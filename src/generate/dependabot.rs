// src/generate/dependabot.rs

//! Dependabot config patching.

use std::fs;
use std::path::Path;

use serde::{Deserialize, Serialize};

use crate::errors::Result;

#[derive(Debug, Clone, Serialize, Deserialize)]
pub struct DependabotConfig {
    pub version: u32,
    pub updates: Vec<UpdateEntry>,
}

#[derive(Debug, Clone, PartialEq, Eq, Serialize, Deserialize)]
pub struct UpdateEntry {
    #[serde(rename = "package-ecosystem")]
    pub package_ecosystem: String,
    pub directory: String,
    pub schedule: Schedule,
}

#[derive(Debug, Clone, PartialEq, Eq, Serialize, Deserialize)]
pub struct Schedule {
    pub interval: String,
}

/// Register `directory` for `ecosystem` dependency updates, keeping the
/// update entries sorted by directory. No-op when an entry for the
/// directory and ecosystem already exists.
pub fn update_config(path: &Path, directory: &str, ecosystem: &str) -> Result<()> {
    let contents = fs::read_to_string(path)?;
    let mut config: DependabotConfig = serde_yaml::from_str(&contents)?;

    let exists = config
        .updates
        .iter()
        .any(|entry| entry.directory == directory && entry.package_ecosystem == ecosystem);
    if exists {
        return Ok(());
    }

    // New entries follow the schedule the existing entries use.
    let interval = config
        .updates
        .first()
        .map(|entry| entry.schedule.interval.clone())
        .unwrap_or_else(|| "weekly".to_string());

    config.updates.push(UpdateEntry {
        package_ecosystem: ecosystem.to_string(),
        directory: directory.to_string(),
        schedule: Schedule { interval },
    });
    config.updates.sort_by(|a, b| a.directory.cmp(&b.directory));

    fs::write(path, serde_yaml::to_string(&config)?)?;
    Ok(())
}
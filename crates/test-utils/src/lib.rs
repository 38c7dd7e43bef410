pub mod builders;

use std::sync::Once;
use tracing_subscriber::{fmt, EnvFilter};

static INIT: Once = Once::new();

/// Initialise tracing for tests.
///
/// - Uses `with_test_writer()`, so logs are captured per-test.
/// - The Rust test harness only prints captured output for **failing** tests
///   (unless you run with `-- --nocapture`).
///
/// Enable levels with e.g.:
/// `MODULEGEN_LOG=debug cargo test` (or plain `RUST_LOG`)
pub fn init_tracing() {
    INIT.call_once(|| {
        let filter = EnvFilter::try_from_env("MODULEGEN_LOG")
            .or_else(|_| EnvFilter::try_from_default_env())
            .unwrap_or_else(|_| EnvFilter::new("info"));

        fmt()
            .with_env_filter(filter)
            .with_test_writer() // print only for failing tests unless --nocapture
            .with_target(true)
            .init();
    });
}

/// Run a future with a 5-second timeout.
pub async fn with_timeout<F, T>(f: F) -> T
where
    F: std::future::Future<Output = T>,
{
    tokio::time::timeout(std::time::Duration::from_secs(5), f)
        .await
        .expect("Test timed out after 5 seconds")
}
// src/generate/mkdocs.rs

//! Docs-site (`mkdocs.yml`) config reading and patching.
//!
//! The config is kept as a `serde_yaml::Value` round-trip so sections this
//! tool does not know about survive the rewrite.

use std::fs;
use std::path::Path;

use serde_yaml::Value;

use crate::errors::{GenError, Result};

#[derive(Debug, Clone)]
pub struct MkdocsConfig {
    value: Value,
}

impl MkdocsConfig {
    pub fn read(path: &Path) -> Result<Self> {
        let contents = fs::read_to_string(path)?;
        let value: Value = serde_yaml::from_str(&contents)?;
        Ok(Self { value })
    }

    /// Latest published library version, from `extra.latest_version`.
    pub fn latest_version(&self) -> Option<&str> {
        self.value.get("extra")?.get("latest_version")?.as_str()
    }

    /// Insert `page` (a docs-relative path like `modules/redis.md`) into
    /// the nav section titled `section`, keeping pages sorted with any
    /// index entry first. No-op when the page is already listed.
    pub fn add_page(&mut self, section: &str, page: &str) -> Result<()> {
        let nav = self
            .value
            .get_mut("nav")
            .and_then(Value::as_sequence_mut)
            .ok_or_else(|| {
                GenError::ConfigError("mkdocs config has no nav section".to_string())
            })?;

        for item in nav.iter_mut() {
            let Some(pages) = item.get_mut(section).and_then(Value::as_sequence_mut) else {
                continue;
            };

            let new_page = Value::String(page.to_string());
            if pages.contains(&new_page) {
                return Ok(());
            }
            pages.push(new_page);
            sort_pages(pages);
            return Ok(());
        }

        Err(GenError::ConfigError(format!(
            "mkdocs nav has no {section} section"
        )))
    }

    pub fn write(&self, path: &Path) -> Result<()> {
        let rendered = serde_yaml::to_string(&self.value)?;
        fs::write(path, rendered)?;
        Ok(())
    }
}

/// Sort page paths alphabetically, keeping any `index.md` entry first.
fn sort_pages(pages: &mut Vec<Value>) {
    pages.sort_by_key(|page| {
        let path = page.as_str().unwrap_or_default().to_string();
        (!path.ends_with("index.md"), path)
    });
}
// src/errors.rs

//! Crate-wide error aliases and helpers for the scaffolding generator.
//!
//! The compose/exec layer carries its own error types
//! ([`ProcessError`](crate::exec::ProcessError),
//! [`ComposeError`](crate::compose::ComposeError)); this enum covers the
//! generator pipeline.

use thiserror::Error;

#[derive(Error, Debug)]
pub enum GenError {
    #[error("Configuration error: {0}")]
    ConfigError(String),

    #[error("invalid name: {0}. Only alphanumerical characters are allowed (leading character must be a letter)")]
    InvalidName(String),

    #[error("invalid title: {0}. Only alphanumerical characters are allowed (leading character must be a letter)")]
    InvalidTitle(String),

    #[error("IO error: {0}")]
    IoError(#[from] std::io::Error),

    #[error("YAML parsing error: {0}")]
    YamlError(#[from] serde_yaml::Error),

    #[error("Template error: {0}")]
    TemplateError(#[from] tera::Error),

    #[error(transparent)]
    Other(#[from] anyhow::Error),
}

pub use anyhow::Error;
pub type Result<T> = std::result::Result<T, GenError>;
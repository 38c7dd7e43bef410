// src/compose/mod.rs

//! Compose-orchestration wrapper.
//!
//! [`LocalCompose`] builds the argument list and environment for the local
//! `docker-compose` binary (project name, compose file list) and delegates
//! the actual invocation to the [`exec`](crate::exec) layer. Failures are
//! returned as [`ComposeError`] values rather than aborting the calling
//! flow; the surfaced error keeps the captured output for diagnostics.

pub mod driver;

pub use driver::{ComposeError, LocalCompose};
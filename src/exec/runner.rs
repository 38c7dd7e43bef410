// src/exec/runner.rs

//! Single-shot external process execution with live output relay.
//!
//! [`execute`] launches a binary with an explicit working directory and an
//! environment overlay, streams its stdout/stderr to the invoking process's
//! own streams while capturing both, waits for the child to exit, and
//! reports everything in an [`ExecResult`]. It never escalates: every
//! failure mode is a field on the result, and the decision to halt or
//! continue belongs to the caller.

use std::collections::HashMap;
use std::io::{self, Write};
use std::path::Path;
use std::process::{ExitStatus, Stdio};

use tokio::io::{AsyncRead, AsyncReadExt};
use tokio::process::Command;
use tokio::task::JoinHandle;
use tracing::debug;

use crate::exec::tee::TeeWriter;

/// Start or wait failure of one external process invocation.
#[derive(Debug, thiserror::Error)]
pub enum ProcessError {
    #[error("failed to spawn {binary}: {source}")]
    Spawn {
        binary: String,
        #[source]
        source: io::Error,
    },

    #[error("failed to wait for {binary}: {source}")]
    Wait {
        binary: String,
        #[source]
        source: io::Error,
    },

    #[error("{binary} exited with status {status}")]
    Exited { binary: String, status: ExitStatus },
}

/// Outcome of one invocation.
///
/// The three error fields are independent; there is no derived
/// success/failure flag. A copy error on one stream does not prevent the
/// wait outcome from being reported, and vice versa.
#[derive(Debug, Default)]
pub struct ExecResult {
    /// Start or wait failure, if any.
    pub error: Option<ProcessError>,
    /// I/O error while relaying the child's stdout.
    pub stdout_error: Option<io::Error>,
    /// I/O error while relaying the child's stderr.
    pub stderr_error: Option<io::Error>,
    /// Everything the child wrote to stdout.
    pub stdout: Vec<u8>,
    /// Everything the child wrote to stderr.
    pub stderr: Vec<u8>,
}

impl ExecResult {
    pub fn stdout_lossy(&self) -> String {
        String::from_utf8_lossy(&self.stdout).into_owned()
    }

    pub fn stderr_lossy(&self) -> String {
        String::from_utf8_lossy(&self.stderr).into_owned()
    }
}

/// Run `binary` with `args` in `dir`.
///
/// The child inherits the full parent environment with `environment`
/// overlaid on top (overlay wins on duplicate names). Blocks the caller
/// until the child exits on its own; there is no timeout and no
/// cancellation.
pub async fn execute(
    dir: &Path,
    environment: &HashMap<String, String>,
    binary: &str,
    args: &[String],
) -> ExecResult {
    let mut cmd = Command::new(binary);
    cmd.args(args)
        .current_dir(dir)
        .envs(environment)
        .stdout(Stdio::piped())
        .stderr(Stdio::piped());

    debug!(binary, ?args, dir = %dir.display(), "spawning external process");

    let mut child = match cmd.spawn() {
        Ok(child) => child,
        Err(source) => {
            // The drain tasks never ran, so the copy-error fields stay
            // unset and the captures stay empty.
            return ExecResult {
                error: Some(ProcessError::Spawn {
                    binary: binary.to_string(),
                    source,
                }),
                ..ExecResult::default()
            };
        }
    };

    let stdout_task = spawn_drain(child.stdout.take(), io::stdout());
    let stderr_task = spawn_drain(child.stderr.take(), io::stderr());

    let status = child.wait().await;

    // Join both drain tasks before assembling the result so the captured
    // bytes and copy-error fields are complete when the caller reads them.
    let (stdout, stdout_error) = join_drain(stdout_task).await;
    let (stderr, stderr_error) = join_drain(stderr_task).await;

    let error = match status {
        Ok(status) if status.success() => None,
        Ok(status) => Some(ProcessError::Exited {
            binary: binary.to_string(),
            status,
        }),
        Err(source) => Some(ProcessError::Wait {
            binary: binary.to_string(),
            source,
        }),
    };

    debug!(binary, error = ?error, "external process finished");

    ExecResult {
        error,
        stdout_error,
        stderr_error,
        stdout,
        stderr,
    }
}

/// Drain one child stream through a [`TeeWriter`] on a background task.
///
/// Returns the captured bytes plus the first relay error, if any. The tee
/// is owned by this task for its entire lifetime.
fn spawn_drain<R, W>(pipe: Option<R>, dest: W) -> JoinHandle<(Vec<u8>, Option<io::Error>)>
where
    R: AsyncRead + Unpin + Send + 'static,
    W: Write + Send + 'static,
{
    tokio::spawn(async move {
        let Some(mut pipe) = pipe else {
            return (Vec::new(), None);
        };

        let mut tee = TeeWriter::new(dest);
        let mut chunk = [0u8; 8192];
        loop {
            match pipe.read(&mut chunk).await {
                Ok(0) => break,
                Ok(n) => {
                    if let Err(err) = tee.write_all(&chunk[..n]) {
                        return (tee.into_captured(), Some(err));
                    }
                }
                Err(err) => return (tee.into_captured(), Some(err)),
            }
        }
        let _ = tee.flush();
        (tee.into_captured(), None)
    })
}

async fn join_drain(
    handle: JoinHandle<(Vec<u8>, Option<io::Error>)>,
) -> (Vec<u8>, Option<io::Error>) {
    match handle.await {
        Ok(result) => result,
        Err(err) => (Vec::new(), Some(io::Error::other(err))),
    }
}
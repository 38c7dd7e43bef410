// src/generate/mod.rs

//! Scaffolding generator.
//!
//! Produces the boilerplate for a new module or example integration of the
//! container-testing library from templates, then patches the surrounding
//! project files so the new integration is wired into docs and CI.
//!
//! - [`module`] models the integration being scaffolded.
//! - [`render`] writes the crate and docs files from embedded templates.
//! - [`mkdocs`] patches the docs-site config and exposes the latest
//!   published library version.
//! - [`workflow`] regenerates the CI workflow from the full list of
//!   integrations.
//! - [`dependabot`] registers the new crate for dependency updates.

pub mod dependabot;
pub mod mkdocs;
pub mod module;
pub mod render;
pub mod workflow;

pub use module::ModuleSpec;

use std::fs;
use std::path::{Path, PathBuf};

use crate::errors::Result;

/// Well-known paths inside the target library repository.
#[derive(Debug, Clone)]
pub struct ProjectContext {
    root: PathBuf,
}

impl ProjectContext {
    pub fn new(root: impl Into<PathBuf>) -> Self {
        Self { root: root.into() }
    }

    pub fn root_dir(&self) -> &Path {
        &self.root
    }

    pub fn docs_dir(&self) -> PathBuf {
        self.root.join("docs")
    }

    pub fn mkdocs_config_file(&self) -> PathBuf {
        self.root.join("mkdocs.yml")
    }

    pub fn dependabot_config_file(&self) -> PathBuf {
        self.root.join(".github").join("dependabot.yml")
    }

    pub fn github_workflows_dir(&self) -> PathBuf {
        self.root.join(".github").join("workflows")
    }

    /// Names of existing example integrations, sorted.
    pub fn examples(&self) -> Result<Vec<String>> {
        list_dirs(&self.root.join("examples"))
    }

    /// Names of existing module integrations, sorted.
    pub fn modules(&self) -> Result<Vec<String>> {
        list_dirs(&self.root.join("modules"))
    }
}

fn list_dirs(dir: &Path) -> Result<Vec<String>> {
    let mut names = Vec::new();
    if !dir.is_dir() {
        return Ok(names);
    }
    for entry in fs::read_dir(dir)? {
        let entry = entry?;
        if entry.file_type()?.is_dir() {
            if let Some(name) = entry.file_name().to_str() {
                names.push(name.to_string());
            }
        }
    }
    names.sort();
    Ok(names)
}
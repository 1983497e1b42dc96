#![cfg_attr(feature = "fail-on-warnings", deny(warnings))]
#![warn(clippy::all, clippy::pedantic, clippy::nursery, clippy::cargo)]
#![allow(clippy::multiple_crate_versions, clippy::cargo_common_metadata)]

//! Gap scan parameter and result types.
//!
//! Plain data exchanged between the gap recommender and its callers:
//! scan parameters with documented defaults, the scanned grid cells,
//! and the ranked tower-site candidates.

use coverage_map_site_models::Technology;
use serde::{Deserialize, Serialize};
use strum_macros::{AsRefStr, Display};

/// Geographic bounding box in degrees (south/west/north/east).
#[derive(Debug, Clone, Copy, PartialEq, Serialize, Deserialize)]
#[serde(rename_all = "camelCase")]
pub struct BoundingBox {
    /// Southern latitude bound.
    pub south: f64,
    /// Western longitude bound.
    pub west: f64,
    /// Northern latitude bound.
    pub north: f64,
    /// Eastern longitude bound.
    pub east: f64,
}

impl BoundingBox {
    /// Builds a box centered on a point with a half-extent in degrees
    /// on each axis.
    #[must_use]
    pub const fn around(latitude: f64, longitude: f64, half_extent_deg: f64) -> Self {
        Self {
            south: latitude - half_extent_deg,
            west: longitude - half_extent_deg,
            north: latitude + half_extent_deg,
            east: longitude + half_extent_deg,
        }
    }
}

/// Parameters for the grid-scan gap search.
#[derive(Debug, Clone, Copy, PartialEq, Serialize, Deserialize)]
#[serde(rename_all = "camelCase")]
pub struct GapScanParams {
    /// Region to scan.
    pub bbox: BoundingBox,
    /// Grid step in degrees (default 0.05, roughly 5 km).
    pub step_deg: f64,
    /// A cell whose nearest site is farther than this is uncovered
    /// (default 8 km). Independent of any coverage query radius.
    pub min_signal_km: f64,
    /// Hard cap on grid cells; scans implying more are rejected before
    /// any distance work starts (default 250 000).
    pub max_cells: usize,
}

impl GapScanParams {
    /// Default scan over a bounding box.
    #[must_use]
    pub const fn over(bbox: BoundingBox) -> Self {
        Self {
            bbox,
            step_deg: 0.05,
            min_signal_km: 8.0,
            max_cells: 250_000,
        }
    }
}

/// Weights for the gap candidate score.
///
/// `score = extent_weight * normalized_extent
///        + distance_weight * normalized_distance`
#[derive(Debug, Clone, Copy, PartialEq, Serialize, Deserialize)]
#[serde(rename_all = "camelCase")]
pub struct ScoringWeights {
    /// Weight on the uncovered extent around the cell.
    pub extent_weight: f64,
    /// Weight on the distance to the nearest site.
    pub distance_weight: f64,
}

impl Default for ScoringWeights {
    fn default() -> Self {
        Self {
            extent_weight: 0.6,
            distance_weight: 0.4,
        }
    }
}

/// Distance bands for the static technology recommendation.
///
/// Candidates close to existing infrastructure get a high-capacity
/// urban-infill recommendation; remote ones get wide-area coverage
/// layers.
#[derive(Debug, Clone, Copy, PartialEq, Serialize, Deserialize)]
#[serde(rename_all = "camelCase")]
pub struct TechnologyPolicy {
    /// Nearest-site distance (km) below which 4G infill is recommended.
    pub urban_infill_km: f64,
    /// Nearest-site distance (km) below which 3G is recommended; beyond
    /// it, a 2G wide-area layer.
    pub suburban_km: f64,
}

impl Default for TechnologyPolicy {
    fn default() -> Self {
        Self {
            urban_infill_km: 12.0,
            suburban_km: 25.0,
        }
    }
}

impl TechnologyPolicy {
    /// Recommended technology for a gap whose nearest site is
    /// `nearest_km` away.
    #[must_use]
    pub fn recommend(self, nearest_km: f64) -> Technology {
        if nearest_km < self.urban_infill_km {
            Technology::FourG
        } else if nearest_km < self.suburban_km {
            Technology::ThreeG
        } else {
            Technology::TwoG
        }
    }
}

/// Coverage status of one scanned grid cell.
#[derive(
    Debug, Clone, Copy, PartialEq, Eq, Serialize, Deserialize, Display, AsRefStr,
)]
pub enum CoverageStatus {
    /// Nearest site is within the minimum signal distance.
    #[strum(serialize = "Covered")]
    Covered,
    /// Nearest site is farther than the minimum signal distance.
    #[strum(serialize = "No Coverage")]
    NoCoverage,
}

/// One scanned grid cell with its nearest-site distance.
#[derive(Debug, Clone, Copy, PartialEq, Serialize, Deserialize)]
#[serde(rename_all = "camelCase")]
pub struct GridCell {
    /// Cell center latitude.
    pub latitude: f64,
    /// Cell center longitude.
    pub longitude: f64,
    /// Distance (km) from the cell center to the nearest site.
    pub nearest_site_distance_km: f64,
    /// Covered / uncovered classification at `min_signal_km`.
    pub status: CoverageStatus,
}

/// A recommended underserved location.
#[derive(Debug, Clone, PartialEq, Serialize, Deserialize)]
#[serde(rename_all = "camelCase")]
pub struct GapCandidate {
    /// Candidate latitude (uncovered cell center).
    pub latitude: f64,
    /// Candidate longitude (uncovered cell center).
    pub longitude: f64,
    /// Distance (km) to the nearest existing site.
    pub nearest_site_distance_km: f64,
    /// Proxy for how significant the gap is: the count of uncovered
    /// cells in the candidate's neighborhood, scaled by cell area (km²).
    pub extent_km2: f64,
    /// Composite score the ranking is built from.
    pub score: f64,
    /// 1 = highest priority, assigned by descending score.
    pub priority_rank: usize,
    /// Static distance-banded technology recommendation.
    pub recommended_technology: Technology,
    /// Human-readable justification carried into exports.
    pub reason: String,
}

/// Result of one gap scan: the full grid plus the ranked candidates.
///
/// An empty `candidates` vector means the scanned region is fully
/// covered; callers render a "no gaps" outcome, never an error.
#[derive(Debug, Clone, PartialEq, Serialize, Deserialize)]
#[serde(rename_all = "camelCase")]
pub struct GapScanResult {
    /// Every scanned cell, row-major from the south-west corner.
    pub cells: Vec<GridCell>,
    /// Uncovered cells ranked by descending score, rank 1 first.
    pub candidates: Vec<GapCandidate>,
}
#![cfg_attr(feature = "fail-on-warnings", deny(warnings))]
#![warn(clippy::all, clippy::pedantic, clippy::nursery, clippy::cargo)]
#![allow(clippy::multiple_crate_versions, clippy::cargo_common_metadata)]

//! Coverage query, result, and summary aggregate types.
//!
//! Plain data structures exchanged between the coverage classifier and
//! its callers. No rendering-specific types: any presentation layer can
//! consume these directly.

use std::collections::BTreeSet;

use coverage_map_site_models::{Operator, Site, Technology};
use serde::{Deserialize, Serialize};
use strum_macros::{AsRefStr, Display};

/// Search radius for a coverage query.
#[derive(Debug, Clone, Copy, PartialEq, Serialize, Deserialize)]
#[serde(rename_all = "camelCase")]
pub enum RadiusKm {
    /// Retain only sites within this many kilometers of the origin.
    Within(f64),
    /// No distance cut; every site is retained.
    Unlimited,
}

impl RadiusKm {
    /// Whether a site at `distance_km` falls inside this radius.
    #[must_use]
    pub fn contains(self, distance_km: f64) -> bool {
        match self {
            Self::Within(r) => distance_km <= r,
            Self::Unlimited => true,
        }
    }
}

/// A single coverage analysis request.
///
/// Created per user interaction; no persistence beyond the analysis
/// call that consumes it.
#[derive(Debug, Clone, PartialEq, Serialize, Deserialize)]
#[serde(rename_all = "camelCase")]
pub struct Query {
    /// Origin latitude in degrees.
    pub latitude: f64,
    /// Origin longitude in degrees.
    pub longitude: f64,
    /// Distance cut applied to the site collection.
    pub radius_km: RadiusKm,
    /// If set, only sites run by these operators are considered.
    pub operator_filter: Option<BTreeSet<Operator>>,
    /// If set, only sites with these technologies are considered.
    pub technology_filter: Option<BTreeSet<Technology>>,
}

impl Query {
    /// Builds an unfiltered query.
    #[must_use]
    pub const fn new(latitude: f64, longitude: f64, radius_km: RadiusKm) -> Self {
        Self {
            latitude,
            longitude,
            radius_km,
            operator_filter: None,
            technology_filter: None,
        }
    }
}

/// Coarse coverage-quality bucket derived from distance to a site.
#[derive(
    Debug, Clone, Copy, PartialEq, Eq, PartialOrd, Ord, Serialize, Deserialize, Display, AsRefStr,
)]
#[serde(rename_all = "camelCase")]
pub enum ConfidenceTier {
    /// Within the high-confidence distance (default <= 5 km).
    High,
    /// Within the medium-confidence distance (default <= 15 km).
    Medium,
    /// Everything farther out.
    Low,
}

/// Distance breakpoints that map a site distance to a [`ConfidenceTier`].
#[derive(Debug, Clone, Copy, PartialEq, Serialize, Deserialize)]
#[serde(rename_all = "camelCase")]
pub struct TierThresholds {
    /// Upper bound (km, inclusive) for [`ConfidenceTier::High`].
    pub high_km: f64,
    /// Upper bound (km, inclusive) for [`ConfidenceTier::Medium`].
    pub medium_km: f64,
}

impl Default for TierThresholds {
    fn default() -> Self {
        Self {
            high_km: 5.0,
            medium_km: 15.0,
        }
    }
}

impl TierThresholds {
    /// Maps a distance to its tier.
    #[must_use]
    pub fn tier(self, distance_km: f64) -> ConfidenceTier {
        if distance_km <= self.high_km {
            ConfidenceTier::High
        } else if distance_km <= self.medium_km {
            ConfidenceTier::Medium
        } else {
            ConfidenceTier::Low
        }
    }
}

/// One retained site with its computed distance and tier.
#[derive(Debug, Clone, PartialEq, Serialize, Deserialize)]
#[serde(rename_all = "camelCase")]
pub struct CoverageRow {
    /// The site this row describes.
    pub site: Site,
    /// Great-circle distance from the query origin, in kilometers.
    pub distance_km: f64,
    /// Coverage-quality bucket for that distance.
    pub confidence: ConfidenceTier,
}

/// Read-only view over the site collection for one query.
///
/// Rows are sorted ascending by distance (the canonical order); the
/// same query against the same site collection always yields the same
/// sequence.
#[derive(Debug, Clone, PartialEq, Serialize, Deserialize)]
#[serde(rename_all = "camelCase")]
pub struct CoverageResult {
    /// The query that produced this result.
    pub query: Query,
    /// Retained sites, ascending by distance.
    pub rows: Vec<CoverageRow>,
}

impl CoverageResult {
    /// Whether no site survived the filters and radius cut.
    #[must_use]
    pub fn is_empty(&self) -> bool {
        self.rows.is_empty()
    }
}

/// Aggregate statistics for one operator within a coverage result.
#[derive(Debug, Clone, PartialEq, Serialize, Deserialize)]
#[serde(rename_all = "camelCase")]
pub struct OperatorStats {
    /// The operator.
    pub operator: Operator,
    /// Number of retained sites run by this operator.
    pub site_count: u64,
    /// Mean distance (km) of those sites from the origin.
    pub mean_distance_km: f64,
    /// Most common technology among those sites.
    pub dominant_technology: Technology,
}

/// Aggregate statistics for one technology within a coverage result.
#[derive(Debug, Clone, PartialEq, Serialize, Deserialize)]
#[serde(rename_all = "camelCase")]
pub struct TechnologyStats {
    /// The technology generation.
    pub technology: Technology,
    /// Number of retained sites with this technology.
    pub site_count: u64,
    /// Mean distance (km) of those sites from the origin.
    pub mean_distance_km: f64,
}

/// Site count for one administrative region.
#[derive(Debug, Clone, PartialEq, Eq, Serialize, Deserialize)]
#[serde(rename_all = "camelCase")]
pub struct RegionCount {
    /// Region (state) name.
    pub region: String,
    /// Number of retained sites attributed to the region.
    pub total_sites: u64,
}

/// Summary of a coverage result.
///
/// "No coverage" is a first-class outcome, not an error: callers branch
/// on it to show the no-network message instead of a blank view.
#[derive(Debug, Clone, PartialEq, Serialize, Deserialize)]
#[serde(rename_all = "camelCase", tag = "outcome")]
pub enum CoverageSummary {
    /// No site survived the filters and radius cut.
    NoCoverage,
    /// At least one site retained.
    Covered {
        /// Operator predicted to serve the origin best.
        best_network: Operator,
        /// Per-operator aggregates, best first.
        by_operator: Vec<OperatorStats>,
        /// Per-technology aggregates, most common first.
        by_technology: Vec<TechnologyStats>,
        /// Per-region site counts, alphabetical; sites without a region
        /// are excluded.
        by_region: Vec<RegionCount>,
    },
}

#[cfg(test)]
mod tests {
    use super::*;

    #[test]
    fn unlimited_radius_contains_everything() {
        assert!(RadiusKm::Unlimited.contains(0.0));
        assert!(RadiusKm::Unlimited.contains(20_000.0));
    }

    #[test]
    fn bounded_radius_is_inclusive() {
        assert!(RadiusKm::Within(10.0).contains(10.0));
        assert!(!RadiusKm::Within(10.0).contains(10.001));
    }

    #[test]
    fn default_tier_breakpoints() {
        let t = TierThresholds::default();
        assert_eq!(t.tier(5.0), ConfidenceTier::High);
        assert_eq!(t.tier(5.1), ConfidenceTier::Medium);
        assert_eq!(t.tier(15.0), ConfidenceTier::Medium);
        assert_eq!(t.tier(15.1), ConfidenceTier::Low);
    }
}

Task to carry out: The exact lines of the material above starting at the one that contains "filename src/exec/runner.rs" and ending at the one that contains "directory and an" are what to retype; leave out everything else.

Expected output:
filename src/exec/runner.rs
repository 38c7dd7e43bef410
// src/exec/runner.rs

//! Single-shot external process execution with live output relay.
//!
//! [`execute`] launches a binary with an explicit working directory and an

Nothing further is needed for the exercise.